While no one should take ISIS to be any less of a threat than it is, we might take some small consolation from the possibility that some of the sculptures the militants smashed on video this week at the Nineveh Museum in Mosul, Iraq, were replicas. While an Assyrian stone lion smashed in the videos is indisputably a terrible loss, the destruction of replicas in this particular case may soften the blow.
“According to archaeologists, most if not all the statues in the Mosul museum are replicas not originals,” reports Channel 4 News, London. “The reason they crumble so easily is that they’re made of plaster. ‘You can see iron bars inside,” pointed out Mark Altaweel of the Institute of Archaeology at University College, London, as we watched the video together. ‘The originals don’t have iron bars.’”
“According to the British Institute,” adds Channel 4, “the originals were taken to Baghdad for safekeeping. ISIS probably wouldn’t care about the distinction. One false idol is the same as another.”
Reactions From Around the World
All the same, reaction around the world has been swift and horrified (see The Metropolitan Museum and Others Respond to ISIS Destruction of Assyrian Sculptures). ISIS has also done a brisk business in smuggling antiquities out of the region for sale on foreign markets (see Increase in Antiquities Smuggling Busts amidst Government Crackdown), though the international trade is mostly focused on smaller items.
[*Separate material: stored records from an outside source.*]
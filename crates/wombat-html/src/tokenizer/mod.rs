//! HTML tokenizer module.
//!
//! Implements [§ 13.2.5 Tokenization](https://html.spec.whatwg.org/multipage/parsing.html#tokenization)
//! of the WHATWG HTML Living Standard.
//!
//! The tokenizer pushes tokens into a [`TokenSink`] as it scans. The sink
//! answers each token with a [`TokenSinkResult`], which is how the tree
//! builder puts the tokenizer into RCDATA, RAWTEXT or PLAINTEXT after a
//! `<title>`, `<style>` or `<plaintext>` start tag.

/// Character reference decoding for text runs and attribute values.
pub mod character_reference;
/// Helper methods for tokenizer state transitions.
mod helpers;
/// Named character reference lookup table per § 13.5.
pub mod named_character_references;
/// Token types produced by the tokenizer.
pub mod token;
/// HTML tokenizer state machine implementation.
pub mod core;

pub use self::core::{Tokenizer, TokenizerState};
pub use character_reference::decode_entities;
pub use token::Token;

/// What a [`TokenSink`] asks of the tokenizer after receiving a token.
#[derive(Debug, Clone, Copy, PartialEq, Eq)]
pub enum TokenSinkResult {
    /// Keep tokenizing in the current state.
    Continue,
    /// Switch to a raw text state. Only meaningful right after a start tag;
    /// the start tag's name becomes the appropriate end tag.
    SwitchTo(RawKind),
}

/// The text-only tokenizer states a sink can request.
#[derive(Debug, Clone, Copy, PartialEq, Eq)]
pub enum RawKind {
    /// [§ 13.2.5.2 RCDATA state](https://html.spec.whatwg.org/multipage/parsing.html#rcdata-state):
    /// character references are decoded, markup is not.
    Rcdata,
    /// [§ 13.2.5.3 RAWTEXT state](https://html.spec.whatwg.org/multipage/parsing.html#rawtext-state):
    /// nothing is decoded until the appropriate end tag.
    Rawtext,
    /// [§ 13.2.5.5 PLAINTEXT state](https://html.spec.whatwg.org/multipage/parsing.html#plaintext-state):
    /// everything to the end of input is text.
    Plaintext,
}

/// [§ 13.2.6.2 Parsing elements that contain only text](https://html.spec.whatwg.org/multipage/parsing.html#parsing-elements-that-contain-only-text)
///
/// The raw text state an HTML start tag of this name switches the tokenizer
/// into, if any. `script` is tokenized as RAWTEXT; the script data escape
/// states are not implemented.
#[must_use]
pub fn raw_kind_for(tag_name: &str) -> Option<RawKind> {
    match tag_name {
        // "Follow the generic RCDATA element parsing algorithm."
        "title" | "textarea" => Some(RawKind::Rcdata),
        // "Follow the generic raw text element parsing algorithm."
        "style" | "xmp" | "iframe" | "noembed" | "noframes" | "script" => Some(RawKind::Rawtext),
        // "Switch the tokenizer to the PLAINTEXT state."
        "plaintext" => Some(RawKind::Plaintext),
        _ => None,
    }
}

/// The receiving end of a [`Tokenizer`].
pub trait TokenSink {
    /// Consume one token.
    fn process(&mut self, token: Token) -> TokenSinkResult;

    /// [§ 13.2.5.42 Markup declaration open state](https://html.spec.whatwg.org/multipage/parsing.html#markup-declaration-open-state)
    ///
    /// "if there is an adjusted current node and it is not an element in the
    /// HTML namespace". Decides whether `<![CDATA[` opens a CDATA section.
    fn in_foreign_content(&self) -> bool {
        false
    }
}

/// The tokenizer state a run starts in.
#[derive(Debug, Clone, Copy, Default, PartialEq, Eq)]
pub enum InitialState {
    /// [§ 13.2.5.1 Data state](https://html.spec.whatwg.org/multipage/parsing.html#data-state)
    #[default]
    Data,
    /// [§ 13.2.5.2 RCDATA state](https://html.spec.whatwg.org/multipage/parsing.html#rcdata-state)
    RCDATA,
    /// [§ 13.2.5.3 RAWTEXT state](https://html.spec.whatwg.org/multipage/parsing.html#rawtext-state)
    RAWTEXT,
    /// [§ 13.2.5.5 PLAINTEXT state](https://html.spec.whatwg.org/multipage/parsing.html#plaintext-state)
    PLAINTEXT,
}

/// Tokenizer configuration.
#[derive(Debug, Clone, PartialEq, Eq)]
#[allow(clippy::struct_excessive_bools)]
pub struct TokenizerOpts {
    /// Record errors at the exact character that triggered them instead of
    /// at the start of the token being built.
    pub exact_errors: bool,
    /// Skip a leading U+FEFF BYTE ORDER MARK.
    pub discard_bom: bool,
    /// The state scanning starts in.
    pub initial_state: InitialState,
    /// The end tag name that closes the initial RCDATA/RAWTEXT state.
    pub initial_rawtext_tag: Option<String>,
    /// Coerce the output to what an XML serializer can represent: form feeds
    /// become spaces, noncharacters become U+FFFD, and `--` in comments
    /// becomes `- -`.
    pub xml_coercion: bool,
    /// Record parse errors. Line and column are only computed when set.
    pub collect_errors: bool,
}

impl Default for TokenizerOpts {
    fn default() -> Self {
        Self {
            exact_errors: false,
            discard_bom: true,
            initial_state: InitialState::Data,
            initial_rawtext_tag: None,
            xml_coercion: false,
            collect_errors: false,
        }
    }
}

impl TokenizerOpts {
    /// Set [`TokenizerOpts::exact_errors`].
    #[must_use]
    pub const fn with_exact_errors(mut self, exact_errors: bool) -> Self {
        self.exact_errors = exact_errors;
        self
    }

    /// Set [`TokenizerOpts::discard_bom`].
    #[must_use]
    pub const fn with_discard_bom(mut self, discard_bom: bool) -> Self {
        self.discard_bom = discard_bom;
        self
    }

    /// Start in `state`, closed by an end tag named `rawtext_tag`.
    #[must_use]
    pub fn with_initial_state(mut self, state: InitialState, rawtext_tag: Option<&str>) -> Self {
        self.initial_state = state;
        self.initial_rawtext_tag = rawtext_tag.map(str::to_ascii_lowercase);
        self
    }

    /// Set [`TokenizerOpts::xml_coercion`].
    #[must_use]
    pub const fn with_xml_coercion(mut self, xml_coercion: bool) -> Self {
        self.xml_coercion = xml_coercion;
        self
    }

    /// Set [`TokenizerOpts::collect_errors`].
    #[must_use]
    pub const fn with_collect_errors(mut self, collect_errors: bool) -> Self {
        self.collect_errors = collect_errors;
        self
    }
}
mod args;

use clap::Parser;
use log::{info, warn};

use rs_subst_core::analysis::chi_square::format_statistic;
use rs_subst_core::{
	io, ChiSquareEvaluator, KeyTable, NGramCounter, ReferenceCounts, ReferenceDistribution, SubstitutionCodec,
};

use args::{Args, ChiSquareJob, CipherJob, Direction, NGramJob};

fn main() -> Result<(), Box<dyn std::error::Error>> {
	env_logger::init();

	let plan = Args::parse().into_plan()?;

	if let Some(path) = &plan.generate_key {
		let key = KeyTable::generate();
		io::write_file(path, key.to_string().as_bytes())?;
		println!("Random key written to {}", path.display());
	}

	let Some(input) = &plan.input else {
		return Ok(());
	};

	// Normalization happens once; every step below sees the same symbols
	let raw = std::fs::read_to_string(input)?;
	let text = io::normalize(&raw);
	info!("{} letters read from {}", text.len(), input.display());

	if let Some(job) = &plan.cipher {
		run_cipher(job, &text)?;
		println!("Operation completed successfully!");
	}

	if let Some(job) = &plan.ngrams {
		run_ngrams(job, &text)?;
	}

	if let Some(job) = &plan.chi_square {
		let chi_square = run_chi_square(job, &text)?;
		println!("Chi-Square value: {}", format_statistic(chi_square));
	}

	Ok(())
}

/// Encrypts or decrypts the normalized input and writes the result verbatim.
fn run_cipher(job: &CipherJob, text: &[u8]) -> Result<(), Box<dyn std::error::Error>> {
	let key = io::read_key(&job.key)?;
	if !key.is_bijection() {
		warn!("key {} is not a permutation of A-Z, some symbols may not round-trip", job.key.display());
	}

	let result = match job.direction {
		Direction::Encrypt => SubstitutionCodec::encrypt(text, &key)?,
		Direction::Decrypt => SubstitutionCodec::decrypt(text, &key)?,
	};

	io::write_file(&job.output, &result)?;
	Ok(())
}

/// Writes the sorted n-gram table of the input.
fn run_ngrams(job: &NGramJob, text: &[u8]) -> Result<(), Box<dyn std::error::Error>> {
	let table = NGramCounter::count_auto(job.order, text)?;
	info!("{} distinct {}-grams over {} windows", table.len(), job.order, table.total());
	io::write_file(&job.output, table.to_string().as_bytes())?;
	Ok(())
}

/// Scores the input against the reference table.
fn run_chi_square(job: &ChiSquareJob, text: &[u8]) -> Result<f64, Box<dyn std::error::Error>> {
	let counts = ReferenceCounts::from_file(&job.reference)?;
	let reference = match job.min_probability {
		Some(min) => ReferenceDistribution::load_filtered(&counts, min)?,
		None => ReferenceDistribution::load(&counts)?,
	};

	match reference.order() {
		Some(order) if order != job.order => warn!(
			"reference {} holds {order}-grams but the input is analysed as {}-grams",
			job.reference.display(),
			job.order
		),
		None => warn!("reference {} mixes n-gram lengths", job.reference.display()),
		_ => (),
	}

	Ok(ChiSquareEvaluator::evaluate_text(job.order, text, &reference, job.policy)?)
}

#[cfg(test)]
mod tests {
	use super::*;
	use rs_subst_core::CellPolicy;
	use std::fs;
	use tempfile::tempdir;

	#[test]
	fn cipher_writes_substituted_text() {
		let dir = tempdir().unwrap();
		let key = dir.path().join("key.txt");
		fs::write(&key, "A Z\nB Y\nY B\nZ A\n").unwrap();

		let encrypted = dir.path().join("encrypted.txt");
		let job = CipherJob { direction: Direction::Encrypt, key: key.clone(), output: encrypted.clone() };
		run_cipher(&job, b"AABB").unwrap();
		assert_eq!(fs::read(&encrypted).unwrap(), b"ZZYY");

		let decrypted = dir.path().join("decrypted.txt");
		let job = CipherJob { direction: Direction::Decrypt, key, output: decrypted.clone() };
		run_cipher(&job, b"ZZYY").unwrap();
		assert_eq!(fs::read(&decrypted).unwrap(), b"AABB");
	}

	#[test]
	fn cipher_leaves_no_output_on_unmapped_symbol() {
		let dir = tempdir().unwrap();
		let key = dir.path().join("key.txt");
		fs::write(&key, "A Z\n").unwrap();

		let output = dir.path().join("out.txt");
		let job = CipherJob { direction: Direction::Encrypt, key, output: output.clone() };
		assert!(run_cipher(&job, b"AB").is_err());
		assert!(!output.exists());
	}

	#[test]
	fn ngrams_writes_sorted_table() {
		let dir = tempdir().unwrap();
		let output = dir.path().join("ngrams.txt");
		run_ngrams(&NGramJob { order: 1, output: output.clone() }, b"AAAB").unwrap();
		assert_eq!(fs::read_to_string(&output).unwrap(), "A   3\nB   1\n");

		run_ngrams(&NGramJob { order: 2, output: output.clone() }, b"ABAB").unwrap();
		assert_eq!(fs::read_to_string(&output).unwrap(), "AB   2\nBA   1\n");
	}

	#[test]
	fn chi_square_reads_reference_file() {
		let dir = tempdir().unwrap();
		let reference = dir.path().join("uniform.txt");
		fs::write(&reference, "A 1\nB 1\n").unwrap();

		let job = ChiSquareJob { order: 1, reference, min_probability: None, policy: CellPolicy::ObservedOnly };
		let chi_square = run_chi_square(&job, b"AAAB").unwrap();
		assert_eq!(format_statistic(chi_square), "1.00000000");
	}

	#[test]
	fn chi_square_rejects_bad_threshold() {
		let dir = tempdir().unwrap();
		let reference = dir.path().join("uniform.txt");
		fs::write(&reference, "A 1\nB 1\n").unwrap();

		let job = ChiSquareJob {
			order: 1,
			reference,
			min_probability: Some(1.5),
			policy: CellPolicy::ObservedOnly,
		};
		assert!(run_chi_square(&job, b"AAAB").is_err());
	}
}
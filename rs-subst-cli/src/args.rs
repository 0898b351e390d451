use std::path::PathBuf;

use clap::Parser;
use rs_subst_core::CellPolicy;

/// Command-line flags.
///
/// Short flags follow the classic layout of the tool: `-e|-d -k key -i in -o out`,
/// `-g <order> <file>` for an n-gram dump and `-r <order> <file> -s` for a
/// chi-square report.
#[derive(Parser, Debug)]
#[command(
	name = "rs-subst",
	version,
	about = "Monoalphabetic substitution cipher and n-gram frequency analysis"
)]
pub struct Args {
	/// Input text file (normalized to uppercase letters before use)
	#[arg(short, long)]
	pub input: Option<PathBuf>,

	/// Output file for the encrypted or decrypted text
	#[arg(short, long)]
	pub output: Option<PathBuf>,

	/// Key file: pairs of letters "<plain> <cipher>"
	#[arg(short, long)]
	pub key: Option<PathBuf>,

	/// Encrypt the input with the key
	#[arg(short, long, conflicts_with = "decrypt")]
	pub encrypt: bool,

	/// Decrypt the input with the inverted key
	#[arg(short, long)]
	pub decrypt: bool,

	/// Count n-grams of ORDER (1-4) in the input and write the table to FILE
	#[arg(short = 'g', long = "ngrams", num_args = 2, value_names = ["ORDER", "FILE"])]
	pub ngrams: Option<Vec<String>>,

	/// Reference table of ORDER-grams (1-4), "<ngram> <count>" per line
	#[arg(short, long, num_args = 2, value_names = ["ORDER", "FILE"])]
	pub reference: Option<Vec<String>>,

	/// Compute the chi-square statistic of the input against the reference
	#[arg(short = 's', long = "chi-square")]
	pub chi_square: bool,

	/// Drop reference n-grams with a probability below this threshold
	#[arg(long)]
	pub min_probability: Option<f64>,

	/// Also count reference n-grams that never occur in the input
	#[arg(long)]
	pub include_unobserved: bool,

	/// Write a random permutation key to this file
	#[arg(long)]
	pub generate_key: Option<PathBuf>,
}

/// What the cipher step should do.
#[derive(Debug, Clone, Copy, PartialEq, Eq)]
pub enum Direction {
	Encrypt,
	Decrypt,
}

#[derive(Debug)]
pub struct CipherJob {
	pub direction: Direction,
	pub key: PathBuf,
	pub output: PathBuf,
}

#[derive(Debug)]
pub struct NGramJob {
	pub order: usize,
	pub output: PathBuf,
}

#[derive(Debug)]
pub struct ChiSquareJob {
	pub order: usize,
	pub reference: PathBuf,
	pub min_probability: Option<f64>,
	pub policy: CellPolicy,
}

/// Validated run configuration built from [`Args`].
#[derive(Debug)]
pub struct RunPlan {
	pub generate_key: Option<PathBuf>,
	pub input: Option<PathBuf>,
	pub cipher: Option<CipherJob>,
	pub ngrams: Option<NGramJob>,
	pub chi_square: Option<ChiSquareJob>,
}

impl Args {
	/// Checks flag combinations and turns them into a [`RunPlan`].
	///
	/// # Errors
	/// - no operation requested
	/// - an operation on the input without `-i`
	/// - `-e`/`-d` without `-k` or `-o`
	/// - `-s` without `-r`
	/// - a `-g` or `-r` order outside `1..=4`
	/// - a minimum probability outside `[0, 1]`
	pub fn into_plan(self) -> Result<RunPlan, String> {
		let direction = match (self.encrypt, self.decrypt) {
			(true, true) => return Err("--encrypt and --decrypt are mutually exclusive".to_owned()),
			(true, false) => Some(Direction::Encrypt),
			(false, true) => Some(Direction::Decrypt),
			(false, false) => None,
		};

		let cipher = match direction {
			Some(direction) => {
				let key = self.key.ok_or("--key is required to encrypt or decrypt")?;
				let output = self.output.ok_or("--output is required to encrypt or decrypt")?;
				Some(CipherJob { direction, key, output })
			}
			None => None,
		};

		let ngrams = match self.ngrams {
			Some(values) => {
				let (order, output) = order_and_file("--ngrams", &values)?;
				Some(NGramJob { order, output })
			}
			None => None,
		};

		let chi_square = if self.chi_square {
			let values = self.reference.ok_or("--chi-square needs a --reference <ORDER> <FILE> table")?;
			let (order, reference) = order_and_file("--reference", &values)?;
			if let Some(min) = self.min_probability {
				if !(0.0..=1.0).contains(&min) {
					return Err(format!("--min-probability must be between 0.0 and 1.0, got {min}"));
				}
			}
			let policy = if self.include_unobserved {
				CellPolicy::IncludeUnobserved
			} else {
				CellPolicy::ObservedOnly
			};
			Some(ChiSquareJob {
				order,
				reference,
				min_probability: self.min_probability,
				policy,
			})
		} else {
			None
		};

		let uses_input = cipher.is_some() || ngrams.is_some() || chi_square.is_some();
		if !uses_input && self.generate_key.is_none() {
			return Err("nothing to do: pass -e, -d, -g, -s or --generate-key".to_owned());
		}
		if uses_input && self.input.is_none() {
			return Err("--input is required".to_owned());
		}

		Ok(RunPlan { generate_key: self.generate_key, input: self.input, cipher, ngrams, chi_square })
	}
}

/// Splits an `<ORDER> <FILE>` flag value, accepting orders 1 to 4.
fn order_and_file(flag: &str, values: &[String]) -> Result<(usize, PathBuf), String> {
	let [order, file] = values else {
		return Err(format!("{flag} takes an order and a file"));
	};
	match order.parse::<usize>() {
		Ok(order @ 1..=4) => Ok((order, PathBuf::from(file))),
		_ => Err(format!("{flag} order must be 1, 2, 3 or 4, got '{order}'")),
	}
}
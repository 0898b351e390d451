use thiserror::Error;

/// Errors raised by the substitution and analysis toolkit.
///
/// None of these are recoverable inside the library: an operation either
/// completes over its whole input or fails with one of these variants.
#[derive(Error, Debug)]
pub enum SubstError {
	/// A symbol outside the key's domain reached `encode`.
	///
	/// This means the text was not normalized to the alphabet the key was
	/// built from.
	#[error("symbol '{symbol}' is not mapped by the key")]
	UnmappedSymbol { symbol: char },

	/// The reference table sums to zero, so no distribution can be derived.
	#[error("reference table is empty or has a zero total count")]
	EmptyReference,

	/// The key specification could not be read as character pairs.
	#[error("malformed key: {reason}")]
	MalformedKey { reason: String },

	/// A reference table line could not be read as `<ngram> <count>`.
	#[error("malformed reference table at line {line}: {reason}")]
	MalformedReference { line: usize, reason: String },

	/// A probability threshold outside `[0, 1]`, or NaN.
	#[error("invalid probability threshold {value}, must be between 0.0 and 1.0")]
	InvalidThreshold { value: f64 },

	/// N-gram order must be at least 1.
	#[error("invalid n-gram order {order}, must be >= 1")]
	InvalidOrder { order: usize },

	/// Two frequency tables of different orders cannot be merged.
	#[error("n-gram order mismatch: expected {expected}, found {found}")]
	OrderMismatch { expected: usize, found: usize },

	/// A counting worker thread died before reporting its shard.
	#[error("{missing} counting shard(s) were lost")]
	ShardLost { missing: usize },

	#[error("I/O error: {0}")]
	Io(#[from] std::io::Error),

	/// The binary reference cache could not be encoded or decoded.
	#[error("cache error: {0}")]
	Cache(#[from] postcard::Error),
}

pub type Result<T> = std::result::Result<T, SubstError>;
Why are the militants so bent on destruction of the region’s cultural heritage? Amr al-Azm, a Syrian anthropologist and historian, told the New York Times that the destruction of artworks, and the slaughter and capture of Assyrians and others in the area that it accompanied, are strategic. While the militants claim that they are smashing the sculptures because they are idols forbidden by Islam, he posits that “It’s all a provocation” aimed to lure U.S. and Iraqi forces to try to retake Mosul. “They want a fight with the West because that’s how they gain credibility and recruits,” Azm said.
ISIS has “repeatedly threatened to destroy [the museum’s] collection,” according to the Times, since they took the city in June.